# Off Bike > Wintersport: Ski, Snowboard >  Wer sich im winter langweilt.

## degoe

Anfang Dezember gibt es zum zweiten mal die Red Bull Hüttenrally in St Anton am Arlberg.
War letztes Jahr dabei und macht richtig Laune. Was muss Mann können? Schi fahren,und zwar richtig schnell,und kein Angst haben,gibt Sprüngen um die 30m über und durch Holzhütten...Mann Fährt in 6-er Gruppen,und die beste drei kommen eine runde weiter.

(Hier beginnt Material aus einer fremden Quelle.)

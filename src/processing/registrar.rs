//! Appending payments to the raw ledger.
//!
//! A registration is a full load, mutate and save of the ledger file. A zero
//! amount means "no payment for this period" and is skipped. What happens
//! when the employee already has a record for a period is decided by the
//! configured [`DuplicatePolicy`].

use serde_json::Value;
use std::collections::HashSet;
use std::path::Path;
use tracing::{Span, debug, info, warn};

use super::AmountParser;
use crate::config::DuplicatePolicy;
use crate::error::{LedgerError, LedgerResult};
use crate::ledger::document::{self, Node, fields, nodes};
use crate::ledger::{LedgerStore, queries};
use crate::logging::component_span;
use crate::models::{EmployeeIdentity, PaymentRecord, PeriodAmount, RegistrationOutcome};

/// Registers payments in the raw ledger.
#[derive(Debug, Clone)]
pub struct PaymentRegistrar {
    store: LedgerStore,
    parser: AmountParser,
    policy: DuplicatePolicy,
    span: Span,
}

impl PaymentRegistrar {
    /// Creates a registrar logging under the `payment_registrar` component.
    pub fn new(store: LedgerStore, parser: AmountParser, policy: DuplicatePolicy) -> Self {
        Self::with_span(store, parser, policy, component_span("payment_registrar"))
    }

    /// Creates a registrar logging under the given span.
    pub fn with_span(
        store: LedgerStore,
        parser: AmountParser,
        policy: DuplicatePolicy,
        span: Span,
    ) -> Self {
        Self {
            store,
            parser,
            policy,
            span,
        }
    }

    /// Returns the duplicate policy applied to every batch.
    pub fn policy(&self) -> DuplicatePolicy {
        self.policy
    }

    /// Records `amounts` for `employee` in the ledger at `path`.
    ///
    /// # Returns
    ///
    /// Returns what was appended, overwritten and skipped, or an error if:
    /// - The name or surname is blank (`Validation`)
    /// - A non-zero amount has a blank period or lies outside the salary
    ///   range (`Validation`)
    /// - The ledger does not exist (`NotFound`)
    /// - The ledger has no `Pay` node (`Structural`)
    /// - The policy is `reject` and a period is already recorded (`Conflict`)
    ///
    /// On error the ledger file is left as it was.
    pub fn register(
        &self,
        path: &Path,
        employee: &EmployeeIdentity,
        amounts: &[PeriodAmount],
    ) -> LedgerResult<RegistrationOutcome> {
        const OPERATION: &str = "register_payment";
        let _enter = self.span.enter();

        self.validate(employee, amounts)?;

        let mut doc = self.store.load(path, OPERATION)?;
        if document::first_node_mut(&mut doc, nodes::PAY).is_none() {
            return Err(LedgerError::Structural {
                operation: OPERATION,
                path: path.display().to_string(),
                node: nodes::PAY.to_string(),
            });
        }

        if self.policy == DuplicatePolicy::Reject {
            reject_duplicates(&doc, employee, amounts)?;
        }

        let mut outcome = RegistrationOutcome::default();
        for entry in amounts {
            if entry.amount.is_zero() {
                outcome.skipped_zero += 1;
                continue;
            }

            let formatted = self.parser.format(entry.amount);
            let exists =
                queries::contains_payment(&doc, &employee.name, &employee.surname, &entry.period);
            if exists {
                outcome.duplicates.push(entry.period.clone());
            }

            if exists && self.policy == DuplicatePolicy::Overwrite {
                outcome.overwritten +=
                    overwrite_amounts(&mut doc, employee, &entry.period, &formatted);
                debug!(
                    employee = %employee.full_name(),
                    period = %entry.period,
                    "Overwrote payment"
                );
                continue;
            }

            if exists {
                warn!(
                    employee = %employee.full_name(),
                    period = %entry.period,
                    "Payment already recorded, appending another one"
                );
            }
            append_record(
                &mut doc,
                PaymentRecord {
                    name: employee.name.clone(),
                    surname: employee.surname.clone(),
                    amount: formatted,
                    period: entry.period.clone(),
                },
            );
            outcome.appended += 1;
        }

        if outcome.changed() {
            self.store.save(path, &doc, OPERATION)?;
        }
        info!(
            path = %path.display(),
            employee = %employee.full_name(),
            appended = outcome.appended,
            overwritten = outcome.overwritten,
            skipped = outcome.skipped_zero,
            "Payment registered"
        );
        Ok(outcome)
    }

    fn validate(&self, employee: &EmployeeIdentity, amounts: &[PeriodAmount]) -> LedgerResult<()> {
        if employee.name.trim().is_empty() {
            return Err(LedgerError::validation("name", "name must not be blank"));
        }
        if employee.surname.trim().is_empty() {
            return Err(LedgerError::validation("surname", "surname must not be blank"));
        }

        let settings = self.parser.settings();
        for entry in amounts.iter().filter(|e| !e.amount.is_zero()) {
            if entry.period.trim().is_empty() {
                return Err(LedgerError::validation("period", "period must not be blank"));
            }
            if !self.parser.within_bounds(entry.amount) {
                return Err(LedgerError::validation(
                    "amount",
                    format!(
                        "{} for period '{}' is outside [{}, {}]",
                        entry.amount, entry.period, settings.min, settings.max
                    ),
                ));
            }
        }
        Ok(())
    }
}

fn reject_duplicates(
    doc: &Value,
    employee: &EmployeeIdentity,
    amounts: &[PeriodAmount],
) -> LedgerResult<()> {
    let recorded: HashSet<String> = queries::ledger_items(doc)
        .into_iter()
        .filter(|record| employee.matches(&record.name, &record.surname))
        .map(|record| record.period)
        .collect();

    let mut batch: HashSet<&str> = HashSet::new();
    for entry in amounts.iter().filter(|e| !e.amount.is_zero()) {
        if recorded.contains(&entry.period) || !batch.insert(entry.period.as_str()) {
            return Err(LedgerError::Conflict {
                name: employee.name.clone(),
                surname: employee.surname.clone(),
                period: entry.period.clone(),
            });
        }
    }
    Ok(())
}

fn overwrite_amounts(
    doc: &mut Value,
    employee: &EmployeeIdentity,
    period: &str,
    formatted: &str,
) -> usize {
    let mut replaced = 0;
    document::visit_descendants_mut(doc, nodes::ITEM, &mut |item| {
        if queries::is_payment(item, &employee.name, &employee.surname, period) {
            item.insert(fields::AMOUNT.to_string(), Value::String(formatted.to_string()));
            replaced += 1;
        }
    });
    replaced
}

fn append_record(doc: &mut Value, record: PaymentRecord) {
    let mut node = Node::new();
    node.insert(fields::NAME.to_string(), Value::String(record.name));
    node.insert(fields::SURNAME.to_string(), Value::String(record.surname));
    node.insert(fields::AMOUNT.to_string(), Value::String(record.amount));
    node.insert(fields::PERIOD.to_string(), Value::String(record.period));

    if let Some(pay) = document::first_node_mut(doc, nodes::PAY) {
        document::append_child(pay, nodes::ITEM, node);
    }
}
//! Batch sources: the upstream end of a pipeline.
//!
//! A source answers the fully prepared request of a traversal with a `Batch`
//! whose volumes contain (at least) the requested ROIs. Reading from storage
//! belongs here, never in nodes.

use crate::error::{Result, VolpipeError};
use crate::geometry::Roi;
use crate::pipeline::batch::Batch;
use crate::pipeline::request::Request;
use crate::volume::{Volume, VolumeType};
use std::collections::HashMap;

/// Upstream provider of batches.
pub trait BatchSource: Send + Sync {
    /// Human-readable name of this source.
    fn name(&self) -> &str;

    /// Materialize `request`. Every returned volume must contain the ROI
    /// requested for its type.
    fn provide(&self, request: &Request) -> Result<Batch>;
}

/// In-memory source serving crops of volumes it holds in full.
#[derive(Debug, Clone)]
pub struct ArraySource {
    name: String,
    volumes: HashMap<VolumeType, Volume>,
}

impl ArraySource {
    pub fn new(name: impl Into<String>) -> Self {
        Self {
            name: name.into(),
            volumes: HashMap::new(),
        }
    }

    /// Builder-style insert.
    pub fn with_volume(mut self, volume_type: impl Into<VolumeType>, volume: Volume) -> Self {
        self.insert(volume_type.into(), volume);
        self
    }

    pub fn insert(&mut self, volume_type: VolumeType, volume: Volume) -> Option<Volume> {
        self.volumes.insert(volume_type, volume)
    }

    /// Full extent available for `volume_type`.
    pub fn extent(&self, volume_type: &VolumeType) -> Option<&Roi> {
        self.volumes.get(volume_type).map(Volume::roi)
    }
}

impl BatchSource for ArraySource {
    fn name(&self) -> &str {
        &self.name
    }

    fn provide(&self, request: &Request) -> Result<Batch> {
        let mut batch = Batch::new();
        for (volume_type, roi) in request.iter() {
            let volume = self
                .volumes
                .get(volume_type)
                .ok_or_else(|| VolpipeError::MissingVolume(volume_type.clone()))?;
            if !volume.roi().contains(roi) {
                return Err(VolpipeError::containment(
                    format!("source {} serving {}", self.name, volume_type),
                    volume.roi(),
                    roi,
                ));
            }
            tracing::trace!("{} providing {} in {}", self.name, volume_type, roi);
            batch.insert(volume_type.clone(), volume.crop(roi)?);
        }
        Ok(batch)
    }
}
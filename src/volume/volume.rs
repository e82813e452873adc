//! Materialized volumes.

use crate::error::{Result, VolpipeError};
use crate::geometry::{Coordinate, Roi};
use crate::volume::data::{DataType, VolumeData, Voxel};
use ndarray::ArrayD;

/// A dense array together with the ROI it spans and the physical size of one
/// voxel along each axis.
///
/// `data.shape() == roi.shape()` always holds; ROIs are in voxel units of
/// this volume.
#[derive(Debug, Clone, PartialEq)]
pub struct Volume {
    data: VolumeData,
    roi: Roi,
    resolution: Coordinate,
}

impl Volume {
    /// Create a volume, validating data shape and resolution against the ROI.
    pub fn new(data: VolumeData, roi: Roi, resolution: Coordinate) -> Result<Self> {
        if data.ndim() != roi.dims() {
            return Err(VolpipeError::DimensionMismatch {
                expected: roi.dims(),
                actual: data.ndim(),
            });
        }
        let data_shape = Coordinate::from_shape(data.shape());
        if &data_shape != roi.shape() {
            return Err(VolpipeError::ShapeMismatch {
                context: format!("volume data for {}", roi),
                expected: roi.shape().clone(),
                actual: data_shape,
            });
        }
        roi.offset().check_dims(&resolution)?;
        if !resolution.all_positive() {
            return Err(VolpipeError::Configuration(format!(
                "resolution must be positive, got {}",
                resolution
            )));
        }
        Ok(Self {
            data,
            roi,
            resolution,
        })
    }

    /// Wrap an array whose first element sits at `offset`.
    pub fn from_array<T: Voxel>(
        array: ArrayD<T>,
        offset: Coordinate,
        resolution: Coordinate,
    ) -> Result<Self> {
        let roi = Roi::new(offset, Coordinate::from_shape(array.shape()))?;
        Self::new(T::into_data(array), roi, resolution)
    }

    #[inline]
    pub fn data(&self) -> &VolumeData {
        &self.data
    }

    #[inline]
    pub fn roi(&self) -> &Roi {
        &self.roi
    }

    #[inline]
    pub fn resolution(&self) -> &Coordinate {
        &self.resolution
    }

    pub fn dtype(&self) -> DataType {
        self.data.dtype()
    }

    pub fn into_data(self) -> VolumeData {
        self.data
    }

    /// Borrow the array if it holds elements of type `T`.
    pub fn array<T: Voxel>(&self) -> Option<&ArrayD<T>> {
        self.data.downcast_ref()
    }

    /// Copy out the part of this volume covered by `roi`.
    ///
    /// Fails with `ContainmentViolation` unless `self.roi()` contains `roi`.
    pub fn crop(&self, roi: &Roi) -> Result<Volume> {
        if !self.roi.contains(roi) {
            return Err(VolpipeError::containment("crop", &self.roi, roi));
        }
        let ranges = roi
            .index_ranges(self.roi.offset())?
            .ok_or_else(|| VolpipeError::containment("crop", &self.roi, roi))?;
        Ok(Volume {
            data: self.data.slice_ranges(&ranges),
            roi: roi.clone(),
            resolution: self.resolution.clone(),
        })
    }

    /// Replace this volume by its crop to `roi`. A no-op when the ROI already
    /// matches.
    pub fn crop_in_place(&mut self, roi: &Roi) -> Result<()> {
        if &self.roi == roi {
            return Ok(());
        }
        *self = self.crop(roi)?;
        Ok(())
    }
}

#[cfg(test)]
mod tests {
    use super::*;
    use ndarray::IxDyn;

    fn ramp_volume(offset: [i64; 2], shape: [usize; 2]) -> Volume {
        let n = shape[0] * shape[1];
        let a = ArrayD::from_shape_vec(IxDyn(&shape), (0..n as u32).collect()).unwrap();
        Volume::from_array(a, Coordinate::from(offset), Coordinate::from([1, 1])).unwrap()
    }

    #[test]
    fn test_new_validates_shape() {
        let roi = Roi::from_slices(&[0, 0], &[4, 4]).unwrap();
        let err = Volume::new(
            VolumeData::zeros(DataType::U8, &[4, 3]),
            roi.clone(),
            Coordinate::from([1, 1]),
        )
        .unwrap_err();
        assert!(err.is_shape_mismatch());

        let err = Volume::new(
            VolumeData::zeros(DataType::U8, &[4, 4, 4]),
            roi.clone(),
            Coordinate::from([1, 1]),
        )
        .unwrap_err();
        assert!(err.is_dimension_mismatch());
    }

    #[test]
    fn test_new_validates_resolution() {
        let roi = Roi::from_slices(&[0, 0], &[2, 2]).unwrap();
        let data = VolumeData::zeros(DataType::F32, &[2, 2]);
        assert!(Volume::new(data.clone(), roi.clone(), Coordinate::from([1, 0])).is_err());
        assert!(Volume::new(data, roi, Coordinate::from([1, 1, 1]))
            .unwrap_err()
            .is_dimension_mismatch());
    }

    #[test]
    fn test_crop_uses_relative_offset() {
        let v = ramp_volume([-2, 10], [4, 4]);
        let target = Roi::from_slices(&[-1, 11], &[2, 2]).unwrap();
        let cropped = v.crop(&target).unwrap();
        assert_eq!(cropped.roi(), &target);
        let a = cropped.array::<u32>().unwrap();
        assert_eq!(a.iter().copied().collect::<Vec<_>>(), vec![5, 6, 9, 10]);
    }

    #[test]
    fn test_crop_outside_fails() {
        let v = ramp_volume([0, 0], [4, 4]);
        let target = Roi::from_slices(&[-1, 0], &[2, 2]).unwrap();
        assert!(v.crop(&target).unwrap_err().is_containment_violation());
    }

    #[test]
    fn test_crop_in_place() {
        let mut v = ramp_volume([0, 0], [4, 4]);
        let same = v.roi().clone();
        v.crop_in_place(&same).unwrap();
        assert_eq!(v.roi(), &same);

        let target = Roi::from_slices(&[3, 3], &[1, 1]).unwrap();
        v.crop_in_place(&target).unwrap();
        assert_eq!(v.roi(), &target);
        assert_eq!(v.array::<u32>().unwrap().iter().next(), Some(&15));
    }
}
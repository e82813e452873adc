//! Background batch production.
//!
//! `BatchPrefetcher` keeps a fixed number of worker threads requesting the
//! same `Request` from a shared `Pipeline` and parks the results in a bounded
//! channel, so a consumer (e.g. a training loop) rarely waits for I/O or
//! resampling. Each worker runs its own traversals; the pipeline itself holds
//! no per-traversal state, so no locking is needed.
//!
//! ```text
//! [worker 0] ─┐
//! [worker 1] ─┼──► bounded(cache_size) ──► next_batch()
//! [worker n] ─┘
//! ```

use crate::config::PrefetchConfig;
use crate::error::{Result, VolpipeError};
use crate::pipeline::batch::Batch;
use crate::pipeline::executor::Pipeline;
use crate::pipeline::request::Request;
use crossbeam_channel::{bounded, Receiver, RecvTimeoutError, Sender, TryRecvError};
use std::sync::atomic::{AtomicBool, Ordering};
use std::sync::Arc;
use std::thread::JoinHandle;
use std::time::Duration;

/// Pool of workers filling a bounded queue of batches.
pub struct BatchPrefetcher {
    rx: Option<Receiver<Result<Batch>>>,
    running: Arc<AtomicBool>,
    workers: Vec<JoinHandle<()>>,
}

impl BatchPrefetcher {
    /// Start `config.workers` threads producing batches for `request`.
    pub fn spawn(pipeline: Arc<Pipeline>, request: Request, config: &PrefetchConfig) -> Result<Self> {
        config.validate()?;

        let (tx, rx) = bounded(config.cache_size);
        let running = Arc::new(AtomicBool::new(true));
        let request = Arc::new(request);

        let mut prefetcher = Self {
            rx: Some(rx),
            running: running.clone(),
            workers: Vec::with_capacity(config.workers),
        };

        for index in 0..config.workers {
            let pipeline = pipeline.clone();
            let request = request.clone();
            let running = running.clone();
            let tx = tx.clone();
            let handle = std::thread::Builder::new()
                .name(format!("volpipe-prefetch-{}", index))
                .spawn(move || worker_loop(index, &pipeline, &request, &running, &tx))?;
            prefetcher.workers.push(handle);
        }

        tracing::info!(
            "Prefetching started: {} workers, cache size {}",
            config.workers,
            config.cache_size
        );
        Ok(prefetcher)
    }

    /// Block until the next batch (or the error a worker hit) is available.
    pub fn next_batch(&self) -> Result<Batch> {
        let rx = self.receiver()?;
        rx.recv().map_err(|_| Self::stopped())?
    }

    /// Next batch if one is ready right now.
    pub fn try_next_batch(&self) -> Option<Result<Batch>> {
        let rx = self.rx.as_ref()?;
        match rx.try_recv() {
            Ok(result) => Some(result),
            Err(TryRecvError::Empty) => None,
            Err(TryRecvError::Disconnected) => Some(Err(Self::stopped())),
        }
    }

    /// Wait at most `timeout` for the next batch.
    pub fn next_batch_timeout(&self, timeout: Duration) -> Option<Result<Batch>> {
        let rx = self.rx.as_ref()?;
        match rx.recv_timeout(timeout) {
            Ok(result) => Some(result),
            Err(RecvTimeoutError::Timeout) => None,
            Err(RecvTimeoutError::Disconnected) => Some(Err(Self::stopped())),
        }
    }

    /// Number of batches waiting in the queue.
    pub fn queued(&self) -> usize {
        self.rx.as_ref().map_or(0, Receiver::len)
    }

    pub fn is_running(&self) -> bool {
        self.running.load(Ordering::Acquire)
    }

    /// Stop all workers and wait for them to exit.
    pub fn shutdown(&mut self) {
        if self.workers.is_empty() && self.rx.is_none() {
            return;
        }
        self.running.store(false, Ordering::Release);
        // Dropping the receiver unblocks workers waiting on a full queue.
        self.rx = None;
        for handle in self.workers.drain(..) {
            if handle.join().is_err() {
                tracing::warn!("Prefetch worker panicked");
            }
        }
        tracing::info!("Prefetching stopped");
    }

    fn receiver(&self) -> Result<&Receiver<Result<Batch>>> {
        self.rx.as_ref().ok_or_else(Self::stopped)
    }

    fn stopped() -> VolpipeError {
        VolpipeError::Source("prefetch workers stopped".to_string())
    }
}

impl Drop for BatchPrefetcher {
    fn drop(&mut self) {
        self.shutdown();
    }
}

fn worker_loop(
    index: usize,
    pipeline: &Pipeline,
    request: &Request,
    running: &AtomicBool,
    tx: &Sender<Result<Batch>>,
) {
    tracing::debug!("prefetch worker {} started", index);
    while running.load(Ordering::Acquire) {
        let result = pipeline.request_batch(request);
        if let Err(e) = &result {
            tracing::warn!("prefetch worker {} failed: {}", index, e);
        }
        if tx.send(result).is_err() {
            break;
        }
    }
    tracing::debug!("prefetch worker {} exiting", index);
}

#[cfg(test)]
mod tests {
    use super::*;
    use crate::geometry::{Coordinate, Roi};
    use crate::pipeline::executor::PipelineBuilder;
    use crate::pipeline::nodes::DownSample;
    use crate::pipeline::source::ArraySource;
    use crate::volume::{DataType, Volume, VolumeData};

    fn pipeline() -> Arc<Pipeline> {
        let extent = Roi::from_slices(&[0, 0], &[32, 32]).unwrap();
        let volume = Volume::new(
            VolumeData::zeros(DataType::U8, &[32, 32]),
            extent,
            Coordinate::from([1, 1]),
        )
        .unwrap();
        let pipeline = PipelineBuilder::new(ArraySource::new("memory").with_volume("raw", volume))
            .node(DownSample::single("raw", 2u32, "raw_2").unwrap())
            .build()
            .unwrap();
        Arc::new(pipeline)
    }

    #[test]
    fn test_rejects_zero_workers() {
        let config = PrefetchConfig {
            workers: 0,
            cache_size: 4,
        };
        let request = Request::new();
        assert!(BatchPrefetcher::spawn(pipeline(), request, &config)
            .err()
            .unwrap()
            .is_configuration());
    }

    #[test]
    fn test_produces_batches() {
        let config = PrefetchConfig {
            workers: 2,
            cache_size: 2,
        };
        let request =
            Request::new().with("raw_2", Roi::from_slices(&[4, 4], &[4, 4]).unwrap());
        let mut prefetcher = BatchPrefetcher::spawn(pipeline(), request.clone(), &config).unwrap();

        let mut ids = Vec::new();
        for _ in 0..5 {
            let batch = prefetcher.next_batch().unwrap();
            assert!(batch.verify(&request).is_ok());
            ids.push(batch.id());
        }
        ids.sort_unstable();
        ids.dedup();
        assert_eq!(ids.len(), 5);

        prefetcher.shutdown();
        assert!(!prefetcher.is_running());
        assert!(prefetcher.next_batch().is_err());
        assert_eq!(prefetcher.queued(), 0);
    }

    #[test]
    fn test_forwards_errors() {
        let config = PrefetchConfig {
            workers: 1,
            cache_size: 1,
        };
        // needs raw [-2:6), partly outside the source
        let request =
            Request::new().with("raw_2", Roi::from_slices(&[0, 0], &[4, 4]).unwrap());
        let prefetcher = BatchPrefetcher::spawn(pipeline(), request, &config).unwrap();
        let err = prefetcher.next_batch().unwrap_err();
        assert!(err.is_containment_violation());
    }
}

Wie gesagt,wer traut sich?

Weitere info's
www.redbull.at/cs/Satellite/d...01242897564619

Zür Anmeldung:
rbrallye.werbegams.at/

Mfg Bastian.

----------


## degoe

Ist Auf der 27e und 28e Jänner verschoben worden,da derzeit zu wenig Schnee liegt!!!!

----------


## buster

Na das mit dem wenig Schnee wird sich ja jetzt wohl erübrigt haben, da ja mittlerweile mehr als genug liegt! Ich wollte da auch unbedingt hin, aber leider, naja was heißt leider, hab ich eine neue Stelle im Bereich Betreutes Wohnen erhalten und daher muss ich erstmal die Probezeit überstehen womit also der Urlaub erstmal flach fällt! :Frown:

----------